- From: Walter Ian Kaye <walter@natural-innovations.com>
- Date: Tue, 22 Oct 1996 17:12:17 -0700
- To: www-html@w3.org
At 1:49p -0500 10/22/96, Carl Morris wrote:
>While DOS allows the other slash, its not formal to use it. If you use
>UNIX, fine, use Unix's /, but when you use a DOS computer its \. When
I wasn't talking about OS pathnames, I was talking about URLs.

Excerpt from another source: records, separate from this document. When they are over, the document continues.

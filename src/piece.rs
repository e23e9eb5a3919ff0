use serde::{Deserialize, Serialize};
use std::fmt;

use crate::board::Position;

#[derive(Debug, Clone, Copy, PartialEq, Eq, Hash, Serialize, Deserialize)]
pub enum PlayerId {
    /// King and defenders
    First,
    /// Attackers
    Second,
}

impl PlayerId {
    pub fn opponent(&self) -> PlayerId {
        match self {
            PlayerId::First => PlayerId::Second,
            PlayerId::Second => PlayerId::First,
        }
    }
}

impl fmt::Display for PlayerId {
    fn fmt(&self, f: &mut fmt::Formatter<'_>) -> fmt::Result {
        match self {
            PlayerId::First => write!(f, "defenders"),
            PlayerId::Second => write!(f, "attackers"),
        }
    }
}

#[derive(Debug, Clone, PartialEq, Eq, Serialize, Deserialize)]
pub struct Player {
    id: PlayerId,
    wins: u32,
}

impl Player {
    pub fn new(id: PlayerId) -> Self {
        Player { id, wins: 0 }
    }

    pub fn id(&self) -> PlayerId {
        self.id
    }

    pub fn is_first(&self) -> bool {
        self.id == PlayerId::First
    }

    pub fn wins(&self) -> u32 {
        self.wins
    }

    pub(crate) fn add_win(&mut self) {
        self.wins += 1;
    }

    pub(crate) fn remove_win(&mut self) {
        self.wins = self.wins.saturating_sub(1);
    }
}

/// Handle into the engine's piece arena
#[derive(Debug, Clone, Copy, PartialEq, Eq, Hash, PartialOrd, Ord, Serialize, Deserialize)]
pub struct PieceId(pub usize);

#[derive(Debug, Clone, Copy, PartialEq, Eq, Serialize, Deserialize)]
pub enum PieceKind {
    King,
    Pawn { captures: u32 },
}

#[derive(Debug, Clone, PartialEq, Eq, Serialize, Deserialize)]
pub struct Piece {
    id: u8,
    owner: PlayerId,
    kind: PieceKind,
    moves: Vec<Position>,
    distance: u32,
}

impl Piece {
    pub fn king(owner: PlayerId, id: u8, at: Position) -> Self {
        Self::with_kind(PieceKind::King, owner, id, at)
    }

    pub fn pawn(owner: PlayerId, id: u8, at: Position) -> Self {
        Self::with_kind(PieceKind::Pawn { captures: 0 }, owner, id, at)
    }

    fn with_kind(kind: PieceKind, owner: PlayerId, id: u8, at: Position) -> Self {
        Piece {
            id,
            owner,
            kind,
            moves: vec![at],
            distance: 0,
        }
    }

    pub fn id(&self) -> u8 {
        self.id
    }

    pub fn owner(&self) -> PlayerId {
        self.owner
    }

    pub fn kind(&self) -> PieceKind {
        self.kind
    }

    pub fn is_king(&self) -> bool {
        matches!(self.kind, PieceKind::King)
    }

    pub fn is_pawn(&self) -> bool {
        matches!(self.kind, PieceKind::Pawn { .. })
    }

    /// Every square this piece has stood on, starting with its initial one
    pub fn moves(&self) -> &[Position] {
        &self.moves
    }

    pub fn has_moved(&self) -> bool {
        self.moves.len() > 1
    }

    /// Where the piece currently stands (or stood when it was captured)
    pub fn position(&self) -> Position {
        // moves is never empty
        self.moves[self.moves.len() - 1]
    }

    pub fn distance(&self) -> u32 {
        self.distance
    }

    /// Always 0 for the king
    pub fn captures(&self) -> u32 {
        match self.kind {
            PieceKind::King => 0,
            PieceKind::Pawn { captures } => captures,
        }
    }

    /// `K7`, `D3`, `A12`
    pub fn name(&self) -> String {
        let prefix = match (self.kind, self.owner) {
            (PieceKind::King, _) => 'K',
            (PieceKind::Pawn { .. }, PlayerId::First) => 'D',
            (PieceKind::Pawn { .. }, PlayerId::Second) => 'A',
        };
        format!("{}{}", prefix, self.id)
    }

    pub(crate) fn push_move(&mut self, to: Position) {
        self.distance += self.position().distance(to);
        self.moves.push(to);
    }

    /// Drop the latest move and give back its distance. The initial placement
    /// is never removed.
    pub(crate) fn pop_move(&mut self) -> Option<Position> {
        if self.moves.len() < 2 {
            return None;
        }
        let last = self.moves.pop()?;
        self.distance -= self.position().distance(last);
        Some(last)
    }

    pub(crate) fn add_captures(&mut self, n: u32) {
        if let PieceKind::Pawn { captures } = &mut self.kind {
            *captures += n;
        }
    }

    pub(crate) fn remove_captures(&mut self, n: u32) {
        if let PieceKind::Pawn { captures } = &mut self.kind {
            *captures = captures.saturating_sub(n);
        }
    }
}

impl fmt::Display for Piece {
    fn fmt(&self, f: &mut fmt::Formatter<'_>) -> fmt::Result {
        write!(f, "{}", self.name())
    }
}
//! Package descriptor representation

use std::path::{Path, PathBuf};
use std::process::Command;

use chrono::Datelike;
use serde::{Deserialize, Serialize};
use tracing::{debug, warn};

use crate::error::{Error, Result};

/// Describes a project for packaging.
///
/// Required fields use plain types. `build_depends` and `depends` must be
/// present in a persisted descriptor even when empty, while the optional
/// relationship lists distinguish "omitted" (`None`) from an explicitly
/// empty list.
#[derive(Debug, Clone, Serialize, Deserialize, PartialEq, Eq)]
pub struct Package {
    /// Name of the project as it should appear on the final package
    pub project_name: String,

    /// Owners of the project
    #[serde(default)]
    pub project_owners: Vec<Person>,

    /// Person who maintains the package, possibly distinct from the owners
    pub maintainer: Person,

    /// Brief, one line description
    pub description: String,

    /// Extended description, may span several lines
    #[serde(default)]
    pub long_description: Option<String>,

    /// Link (HTTP or HTTPS) to the project homepage
    #[serde(default)]
    pub homepage: Option<String>,

    /// Repository section, such as "devel"
    pub section: String,

    /// Installation priority, usually "optional"
    pub priority: String,

    /// Processor architecture: "any" for portable compiled code, "all" for
    /// interpreted code
    pub architecture: String,

    /// Packages required to build this one
    pub build_depends: Vec<String>,

    /// Packages required to run this one
    pub depends: Vec<String>,

    /// Packages recommended alongside this one
    #[serde(default)]
    pub recommends: Option<Vec<String>>,

    /// Packages suggested alongside this one
    #[serde(default)]
    pub suggests: Option<Vec<String>>,

    /// Packages that cannot be installed together with this one
    #[serde(default)]
    pub conflicts: Option<Vec<String>>,

    /// Virtual packages this one provides
    #[serde(default)]
    pub provides: Option<Vec<String>>,

    /// Packages this one replaces
    #[serde(default)]
    pub replaces: Option<Vec<String>>,

    /// Copyright and licensing terms
    pub copyright: Copyright,

    /// Manpage paths relative to the project root, named like "name.1"
    #[serde(default)]
    pub man_pages: Vec<String>,

    /// Non-manpage documentation paths relative to the project root
    #[serde(default)]
    pub docs: Vec<String>,

    /// Init script to install alongside the package
    #[serde(default)]
    pub init_script: Option<PathBuf>,
}

/// A name and contact address
#[derive(Debug, Clone, Default, Serialize, Deserialize, PartialEq, Eq)]
pub struct Person {
    /// Display name
    pub name: String,

    /// Contact email address
    pub email: String,
}

/// Licensing information for the project
#[derive(Debug, Clone, Serialize, Deserialize, PartialEq, Eq)]
pub struct Copyright {
    /// Upstream project name
    pub name: String,

    /// Default license identifier, such as "GPL-3.0+"
    pub license: String,

    /// Upstream homepage
    #[serde(default, skip_serializing_if = "Option::is_none")]
    pub homepage: Option<String>,

    /// Per-file copyright terms
    #[serde(default)]
    pub files: Vec<FileCopyright>,
}

/// Copyright terms for the files matching a glob
#[derive(Debug, Clone, Serialize, Deserialize, PartialEq, Eq)]
pub struct FileCopyright {
    pub glob: String,
    pub license: String,
    pub year: i32,
    pub owner: Person,
}

impl Person {
    pub fn new(name: impl Into<String>, email: impl Into<String>) -> Self {
        Self { name: name.into(), email: email.into() }
    }

    /// Read the current user's identity from the global git configuration.
    ///
    /// Values git cannot provide are left empty.
    pub fn from_git_config() -> Self {
        Self { name: git_config_value("user.name"), email: git_config_value("user.email") }
    }

    /// Both name and email are set
    pub fn is_complete(&self) -> bool {
        !self.name.is_empty() && !self.email.is_empty()
    }
}

fn git_config_value(key: &str) -> String {
    match Command::new("git").args(["config", "--global", key]).output() {
        Ok(output) if output.status.success() => {
            let value = String::from_utf8_lossy(&output.stdout).trim_end().to_string();
            debug!("Found git {key}: {value:?}");
            value
        }
        Ok(output) => {
            debug!("Could not get git {key}: exit status {}", output.status);
            String::new()
        }
        Err(e) => {
            debug!("Could not get git {key}: {e}");
            String::new()
        }
    }
}

impl Package {
    /// Load a descriptor from a JSON file
    pub fn from_file(path: impl AsRef<Path>) -> Result<Self> {
        let path = path.as_ref();
        let content = std::fs::read_to_string(path)?;
        let package = serde_json::from_str(&content)?;
        debug!("Loaded package descriptor from {}", path.display());
        Ok(package)
    }

    /// Write the descriptor as pretty-printed JSON
    pub fn to_file(&self, path: impl AsRef<Path>) -> Result<()> {
        let path = path.as_ref();
        let mut content = serde_json::to_string_pretty(self)?;
        content.push('\n');
        std::fs::write(path, content)?;
        debug!("Wrote package descriptor to {}", path.display());
        Ok(())
    }

    /// Build a descriptor filled with placeholders for the user to edit.
    ///
    /// The project name is taken from the directory name and the owner and
    /// maintainer from the git configuration.
    pub fn template(project_dir: &Path) -> Result<Self> {
        let project_name = project_dir
            .file_name()
            .map(|name| name.to_string_lossy().into_owned())
            .ok_or_else(|| Error::InvalidPackage {
                reason: format!("cannot derive a project name from {}", project_dir.display()),
            })?;
        debug!("Found project name: {project_name:?}");

        let user = Person::from_git_config();
        if !user.is_complete() {
            warn!("git user.name or user.email is unset, fill in the maintainer by hand");
        }
        let year = chrono::Local::now().year();

        Ok(Self {
            copyright: Copyright {
                name: project_name.clone(),
                license: "abbreviated license name (such as GPL-3.0+)".to_string(),
                homepage: None,
                files: vec![FileCopyright {
                    glob: "*".to_string(),
                    license: "GPL-3.0+".to_string(),
                    year,
                    owner: user.clone(),
                }],
            },
            project_name,
            project_owners: vec![user.clone()],
            maintainer: user,
            description: String::new(),
            long_description: None,
            homepage: None,
            section: "main".to_string(),
            priority: "optional".to_string(),
            architecture: "any".to_string(),
            build_depends: vec!["package for your compiler here".to_string()],
            depends: vec!["package(s) required to run this package".to_string()],
            recommends: None,
            suggests: None,
            conflicts: None,
            provides: None,
            replaces: None,
            man_pages: vec!["path/to/manpage.1".to_string()],
            docs: Vec::new(),
            init_script: None,
        })
    }
}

>you use a WWW server, its of course /, but the Windows based server I
>have converts then all to \ for proper operation of the OS. Also, with
When it goes to fetch the file, yes. What I'm saying is to LET THE
SOFTWARE do the conversion for you.
>MSIE, specifying C:/ ... will only result in a updated URL bar that has
>them back the otherway (which only sometimes happens).
I can't speak to MSIE; I use Nav3.
>A URL is always
>dependent of the operating system it works on, because to some,
>"some/file" may not be a directory, and neither might "some\file"...
>(okay, I have yet to see where)...
WRONG. URLs are platform-independent. Read the RFC (1738, I think?).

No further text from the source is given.